The problem>
In the entries that follow, which lines hold the string "logout"? List them.

Items from a data source:

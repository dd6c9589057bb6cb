//! The session manager: the authoritative owner of the access token.
//!
//! It's responsible for:
//! - Adopting a persisted token at startup (or refreshing it if stale)
//! - Performing the login and logout exchanges
//! - Running the periodic freshness check that the refresh task drives
//! - Publishing [`AuthState`] so UI guards can react to sign-in/sign-out
//!
//! # Failure philosophy
//!
//! Nothing here is fatal. Every failure — undecodable token, rejected
//! refresh, unreachable endpoint, broken store — collapses into the
//! `SignedOut` state. The worst possible outcome of this layer is a forced
//! logout.

use std::time::Duration;

use tokio::sync::{watch, RwLock};

use crate::claims::{decode_claims, Claims};
use crate::{AuthBackend, Audience, Credentials, SessionError, TokenStore};

/// Configuration for session freshness.
#[derive(Debug, Clone)]
pub struct SessionConfig {
    /// A token expiring within this window triggers a refresh on the next
    /// scheduled check. Must exceed the check interval, or an expiry can
    /// slip between two checks.
    pub refresh_threshold: Duration,
}

impl Default for SessionConfig {
    fn default() -> Self {
        Self {
            refresh_threshold: Duration::from_secs(300),
        }
    }
}

/// Authentication state, published on a watch channel.
///
/// The UI layer decides what to do about transitions (redirect to login,
/// show the account menu); this layer only reports them.
#[derive(Debug, Clone, PartialEq, Eq)]
pub enum AuthState {
    /// No valid session.
    SignedOut,
    /// A valid session exists for the given subject.
    SignedIn {
        /// The `sub` claim of the current token.
        subject: String,
    },
}

impl AuthState {
    /// Whether this state represents an authenticated session.
    pub fn is_authenticated(&self) -> bool {
        matches!(self, Self::SignedIn { .. })
    }
}

/// A read-only snapshot of the current session.
///
/// Handed out by value; mutating it does not affect the manager.
#[derive(Debug, Clone)]
pub struct Session {
    /// The raw bearer token, as sent to the backend.
    pub raw_token: String,
    /// The decoded claims.
    pub claims: Claims,
}

/// Owns the access token and its lifecycle.
///
/// ```text
/// initialize() ──→ [SignedIn] ──(scheduled_check: near expiry)──→ refresh
///      │                │                                            │
///      │ (no/bad token, │ (logout, refresh failure)                  │
///      │  refresh fails)▼                                            │
///      └──────────→ [SignedOut] ←────────────────────────────────────┘
///                                                        (on failure)
/// ```
///
/// All methods take `&self`; interior state lives behind an async `RwLock`
/// that is never held across an await point, so the manager can be shared
/// as an `Arc` between the UI, the hub registry, and the refresh task.
pub struct SessionManager<S: TokenStore, B: AuthBackend> {
    store: S,
    backend: B,
    config: SessionConfig,
    session: RwLock<Option<Session>>,
    state_tx: watch::Sender<AuthState>,
}

impl<S: TokenStore, B: AuthBackend> SessionManager<S, B> {
    /// Creates a manager in the `SignedOut` state. Call
    /// [`initialize`](Self::initialize) to adopt a persisted token.
    pub fn new(store: S, backend: B, config: SessionConfig) -> Self {
        let (state_tx, _) = watch::channel(AuthState::SignedOut);
        Self {
            store,
            backend,
            config,
            session: RwLock::new(None),
            state_tx,
        }
    }

    /// Restores the session persisted by a previous run.
    ///
    /// - No persisted token → `SignedOut`, zero network calls.
    /// - Token with a future expiry → adopted as-is.
    /// - Expired or undecodable token → exactly one refresh attempt; on
    ///   failure the token is cleared and the state is `SignedOut`.
    ///
    /// Never fails for authentication reasons — the resulting state *is*
    /// the answer.
    pub async fn initialize(&self) -> AuthState {
        let persisted = match self.store.load() {
            Ok(token) => token,
            Err(e) => {
                tracing::warn!(error = %e, "token store unreadable, treating as absent");
                None
            }
        };

        let Some(token) = persisted else {
            tracing::debug!("no persisted token, starting signed out");
            return self.current_state();
        };

        match decode_claims(&token) {
            Ok(claims) if !claims.is_expired() => {
                tracing::info!(
                    subject = %claims.sub,
                    expires_at = %claims.expires_at(),
                    "adopted persisted session"
                );
                self.adopt(token, claims).await;
            }
            // Expired or undecodable: one refresh attempt, then give up.
            _ => match self.try_refresh().await {
                Ok(()) => {}
                Err(e) => {
                    tracing::warn!(error = %e, "stale token and refresh failed, signing out");
                    self.clear_local().await;
                }
            },
        }

        self.current_state()
    }

    /// Performs the login exchange and adopts the resulting token.
    ///
    /// Returns the new session on success. Redirecting afterwards is the
    /// caller's business.
    pub async fn login(
        &self,
        credentials: &Credentials,
        audience: Audience,
    ) -> Result<Session, SessionError> {
        let token = self.backend.login(credentials, audience).await?;
        let claims = decode_claims(&token)?;

        if let Err(e) = self.store.save(&token) {
            // A session that won't survive a reload is still a session.
            tracing::warn!(error = %e, "failed to persist token");
        }

        tracing::info!(subject = %claims.sub, "login succeeded");
        self.adopt(token.clone(), claims.clone()).await;
        Ok(Session {
            raw_token: token,
            claims,
        })
    }

    /// Signs out: best-effort server notification, then unconditional
    /// local teardown. Cannot fail.
    pub async fn logout(&self) {
        if let Err(e) = self.backend.logout().await {
            tracing::debug!(error = %e, "logout notification failed (ignored)");
        }
        self.clear_local().await;
        tracing::info!("signed out");
    }

    /// The periodic freshness check, invoked by the refresh task.
    ///
    /// Refreshes when the current token expires within the configured
    /// threshold; a failed refresh forces a logout. A no-op while signed
    /// out.
    pub async fn scheduled_check(&self) {
        let needs_refresh = {
            let session = self.session.read().await;
            match session.as_ref() {
                None => false,
                Some(s) => {
                    s.claims.expires_within(self.config.refresh_threshold)
                }
            }
        };

        if !needs_refresh {
            return;
        }

        match self.try_refresh().await {
            Ok(()) => tracing::debug!("access token refreshed"),
            Err(e) => {
                tracing::warn!(error = %e, "refresh failed, forcing logout");
                self.logout().await;
            }
        }
    }

    /// A snapshot of the current session, if signed in.
    pub async fn session(&self) -> Option<Session> {
        self.session.read().await.clone()
    }

    /// The current raw bearer token, for transports and REST calls.
    pub async fn bearer_token(&self) -> Option<String> {
        self.session
            .read()
            .await
            .as_ref()
            .map(|s| s.raw_token.clone())
    }

    /// Whether a session currently exists.
    pub async fn is_authenticated(&self) -> bool {
        self.session.read().await.is_some()
    }

    /// The current [`AuthState`].
    pub fn current_state(&self) -> AuthState {
        self.state_tx.borrow().clone()
    }

    /// Subscribes to [`AuthState`] transitions.
    pub fn subscribe(&self) -> watch::Receiver<AuthState> {
        self.state_tx.subscribe()
    }

    // -- internals ---------------------------------------------------------

    /// One refresh exchange: new token, decode, persist, adopt.
    async fn try_refresh(&self) -> Result<(), SessionError> {
        let token = self.backend.refresh().await?;
        let claims = decode_claims(&token)?;

        if let Err(e) = self.store.save(&token) {
            tracing::warn!(error = %e, "failed to persist refreshed token");
        }

        self.adopt(token, claims).await;
        Ok(())
    }

    async fn adopt(&self, raw_token: String, claims: Claims) {
        let subject = claims.sub.clone();
        *self.session.write().await = Some(Session { raw_token, claims });
        self.state_tx.send_replace(AuthState::SignedIn { subject });
    }

    async fn clear_local(&self) {
        if let Err(e) = self.store.clear() {
            tracing::warn!(error = %e, "failed to clear persisted token");
        }
        *self.session.write().await = None;
        self.state_tx.send_replace(AuthState::SignedOut);
    }
}

// =========================================================================
// Tests
// =========================================================================
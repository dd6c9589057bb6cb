//! Error types for the protocol layer.

/// Errors that can occur while encoding or decoding hub messages.
#[derive(Debug, thiserror::Error)]
pub enum ProtocolError {
    /// Serialization failed (turning a Rust type into bytes).
    #[error("encode failed: {0}")]
    Encode(serde_json::Error),

    /// Deserialization failed (turning bytes into a Rust type).
    ///
    /// Common causes: malformed JSON, missing required fields, or
    /// truncated frames.
    #[error("decode failed: {0}")]
    Decode(serde_json::Error),

    /// The message passed deserialization but violates protocol rules —
    /// e.g., an event frame with an empty event name.
    #[error("invalid message: {0}")]
    InvalidMessage(String),
}
impl Connector for MockConnector {
    type Conn = MockConnection;

    async fn dial(
        &self,
        hub: &str,
        access_token: Option<&str>,
    ) -> Result<MockConnection, TransportError> {
        self.dials.fetch_add(1, Ordering::SeqCst);
        self.hubs_dialed.lock().unwrap().push(hub.to_owned());
        self.tokens_seen
            .lock()
            .unwrap()
            .push(access_token.map(str::to_owned));

        if self.fail_remaining.load(Ordering::SeqCst) > 0 {
            self.fail_remaining.fetch_sub(1, Ordering::SeqCst);
            return Err(TransportError::ConnectFailed("mock refusal".into()));
        }

        let (to_client, inbound) = mpsc::unbounded_channel();
        let (outbound, from_client) = mpsc::unbounded_channel();
        self.servers.lock().unwrap().push(Arc::new(ServerHalf {
            to_client,
            from_client: tokio::sync::Mutex::new(from_client),
        }));
        Ok(MockConnection {
            id: ConnectionId::next(),
            inbound: tokio::sync::Mutex::new(inbound),
            outbound,
        })
    }
}

// -- Helpers --------------------------------------------------------------

fn registry(connector: &MockConnector) -> HubRegistry<MockConnector, StaticToken> {
    HubRegistry::new(
        connector.clone(),
        StaticToken("tok-1".into()),
        ReconnectPolicy::default(),
    )
}

async fn wait_for_state(rx: &mut watch::Receiver<TransportState>, want: TransportState) {
    timeout(Duration::from_secs(2), async {
        loop {
            if *rx.borrow_and_update() == want {
                return;
            }
            rx.changed().await.expect("state channel closed");
        }
    })
    .await
    .unwrap_or_else(|_| panic!("never reached state {want}"));
}

fn event_frame(event: &str, payload: serde_json::Value) -> Vec<u8> {
    serde_json::to_vec(&json!({
        "type": "event",
        "event": event,
        "payload": payload,
    }))
    .unwrap()
}
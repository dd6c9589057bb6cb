//! Access-token session management for Agora.
//!
//! This crate owns the authoritative copy of the access token and keeps it
//! fresh:
//!
//! 1. **Claims** — decoding the token's embedded claims and expiry
//!    ([`Claims`], [`decode_claims`])
//! 2. **Persistence** — remembering the token across reloads
//!    ([`TokenStore`] trait)
//! 3. **Exchange** — login / refresh / logout against the auth endpoints
//!    ([`AuthBackend`] trait)
//! 4. **Lifecycle** — the state machine tying them together
//!    ([`SessionManager`]), plus the background refresh check
//!    ([`RefreshTask`])
//!
//! # How it fits in the stack
//!
//! ```text
//! Hub Registry (sibling)  ← pulls the current bearer token at connect time
//!     ↕
//! Session layer (this crate)  ← owns token, claims, and auth state
//!     ↕
//! Auth endpoints (remote)  ← login / refresh / logout
//! ```
//!
//! Every failure in this layer degrades to "not authenticated" — a bad
//! token, a rejected refresh, or an unreachable endpoint never panics and
//! never retries in a loop. Redirect decisions belong to the UI layer,
//! which observes [`AuthState`] through a watch channel.


mod backend;
mod claims;
mod error;
mod manager;
mod refresh;
mod store;

pub use backend::{Audience, AuthBackend, Credentials, HttpAuthBackend};
pub use claims::{decode_claims, Claims};
pub use error::SessionError;
pub use manager::{AuthState, Session, SessionConfig, SessionManager};
pub use refresh::{RefreshConfig, RefreshTask};
pub use store::{FileTokenStore, MemoryTokenStore, TokenStore, TOKEN_FILE_NAME};
use agora_protocol::ProtocolError;
use agora_transport::TransportError;
use thiserror::Error;

/// Errors surfaced by the hub layer.
#[derive(Debug, Error)]
pub enum HubError {
    #[error(transparent)]
    Transport(#[from] TransportError),

    #[error(transparent)]
    Protocol(#[from] ProtocolError),

    /// The hub's connection task has already exited.
    #[error("hub '{0}' is stopped")]
    Stopped(String),
}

Written reply>
//! - Performing the login and logout exchanges
//! logout.
///      │ (no/bad token, │ (logout, refresh failure)                  │
    pub async fn logout(&self) {
        if let Err(e) = self.backend.logout().await {
            tracing::debug!(error = %e, "logout notification failed (ignored)");
    /// threshold; a failed refresh forces a logout. A no-op while signed
                tracing::warn!(error = %e, "refresh failed, forcing logout");
                self.logout().await;
//! 3. **Exchange** — login / refresh / logout against the auth endpoints
//! Auth endpoints (remote)  ← login / refresh / logout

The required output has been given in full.